**EXERCISE DETAILS**
Find how many lines below mention "given". Nothing but the number is needed.
(Beginning of INPUT MATERIAL)
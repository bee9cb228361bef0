//! Cart synchronization
//!
//! Keeps a [`CartStore`] in step with the backend session cart. Mutations are
//! followed by an immediate re-read and, after a settle delay, a second
//! background re-read, because the backend does not always reflect a mutation
//! in the same response cycle. The delayed read is a workaround for missing
//! consistency signals: it makes the store eventually consistent, not correct
//! at any particular instant.

use std::{fmt, num::NonZeroU32, sync::Arc, time::Duration};

use tokio::time::sleep;
use tracing::{debug, warn};

use crate::{
    cart::Cart,
    formatter::to_cart,
    gateway::{AddToCart, CartGateway, GatewayError, QuantityUpdate, UpdateItemQuantities},
    ids::{ProductId, VariationId},
    store::CartStore,
};

/// Default wait before the background reconciliation read.
pub const DEFAULT_SETTLE_DELAY: Duration = Duration::from_secs(2);

/// When to re-read the cart after a mutation.
#[derive(Debug, Clone, Copy, PartialEq, Eq)]
pub struct ReconciliationPolicy {
    /// Wait before the background read; `None` disables it.
    pub settle_delay: Option<Duration>,
}

impl ReconciliationPolicy {
    /// Reconcile after the given delay.
    #[must_use]
    pub const fn after(delay: Duration) -> Self {
        Self {
            settle_delay: Some(delay),
        }
    }

    /// Never schedule background reads.
    #[must_use]
    pub const fn disabled() -> Self {
        Self { settle_delay: None }
    }
}

impl Default for ReconciliationPolicy {
    fn default() -> Self {
        Self::after(DEFAULT_SETTLE_DELAY)
    }
}

/// Synchronizes the cart store with the backend.
#[derive(Clone)]
pub struct CartSync {
    gateway: Arc<dyn CartGateway>,
    store: CartStore,
    policy: ReconciliationPolicy,
}

impl fmt::Debug for CartSync {
    fn fmt(&self, f: &mut fmt::Formatter<'_>) -> fmt::Result {
        f.debug_struct("CartSync")
            .field("store", &self.store)
            .field("policy", &self.policy)
            .finish_non_exhaustive()
    }
}

impl CartSync {
    /// Creates a synchronizer over the given gateway and store.
    #[must_use]
    pub fn new(
        gateway: Arc<dyn CartGateway>,
        store: CartStore,
        policy: ReconciliationPolicy,
    ) -> Self {
        Self {
            gateway,
            store,
            policy,
        }
    }

    /// The store this synchronizer writes to.
    pub fn store(&self) -> &CartStore {
        &self.store
    }

    pub(crate) fn gateway(&self) -> &Arc<dyn CartGateway> {
        &self.gateway
    }

    /// Reads the cart from the backend, raising the loading flag meanwhile.
    ///
    /// Returns the store's cart afterwards, which may be newer than this
    /// response if another one overtook it.
    ///
    /// # Errors
    ///
    /// Returns the gateway error; the store is left unchanged.
    pub async fn refresh(&self) -> Result<Option<Cart>, GatewayError> {
        let _loading = self.store.track_loading();

        self.fetch_and_apply().await
    }

    /// Adds `quantity` units of a product.
    ///
    /// # Errors
    ///
    /// Returns the gateway error of the mutation or of the follow-up read.
    pub async fn add_item(
        &self,
        product_id: ProductId,
        quantity: NonZeroU32,
    ) -> Result<Option<Cart>, GatewayError> {
        self.add(AddToCart::new(product_id, quantity)).await
    }

    /// Adds `quantity` units of a product variation.
    ///
    /// # Errors
    ///
    /// Returns the gateway error of the mutation or of the follow-up read.
    pub async fn add_variation(
        &self,
        product_id: ProductId,
        variation_id: VariationId,
        quantity: NonZeroU32,
    ) -> Result<Option<Cart>, GatewayError> {
        self.add(AddToCart::new(product_id, quantity).with_variation(variation_id))
            .await
    }

    /// Sets quantities of existing lines; zero removes a line.
    ///
    /// # Errors
    ///
    /// Returns the gateway error of the mutation or of the follow-up read.
    pub async fn update_quantities(
        &self,
        updates: Vec<QuantityUpdate>,
    ) -> Result<Option<Cart>, GatewayError> {
        let _loading = self.store.track_loading();

        let input = UpdateItemQuantities::new(updates);

        debug!(
            token = %input.idempotency_token,
            lines = input.items.len(),
            "updating cart quantities"
        );

        self.gateway.update_item_quantities(input).await?;

        self.schedule_reconciliation();
        self.fetch_and_apply().await
    }

    /// Re-reads the cart in the background.
    ///
    /// Does not touch the loading flag. Failures are logged and dropped; the
    /// next read corrects the store.
    pub async fn reconcile(&self) {
        if let Err(error) = self.fetch_and_apply().await {
            warn!(%error, "cart reconciliation failed");
        }
    }

    /// Spawns a reconciliation read after the policy's settle delay.
    ///
    /// Fire and forget. Does nothing when reconciliation is disabled.
    pub fn schedule_reconciliation(&self) {
        let Some(delay) = self.policy.settle_delay else {
            return;
        };

        let sync = self.clone();

        tokio::spawn(async move {
            if !delay.is_zero() {
                sleep(delay).await;
            }

            sync.reconcile().await;
        });
    }

    async fn add(&self, input: AddToCart) -> Result<Option<Cart>, GatewayError> {
        let _loading = self.store.track_loading();

        debug!(
            token = %input.idempotency_token,
            product = %input.product_id,
            quantity = input.quantity.get(),
            "adding item to cart"
        );

        self.gateway.add_item(input).await?;

        self.schedule_reconciliation();
        self.fetch_and_apply().await
    }

    async fn fetch_and_apply(&self) -> Result<Option<Cart>, GatewayError> {
        let ticket = self.store.begin_request();
        let response = self.gateway.fetch_cart().await?;

        if self.store.apply(ticket, to_cart(response)) {
            debug!(sequence = ticket.sequence(), "applied cart response");
        }

        Ok(self.store.cart())
    }
}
(End of INPUT MATERIAL)
**EXERCISE ANSWER**
2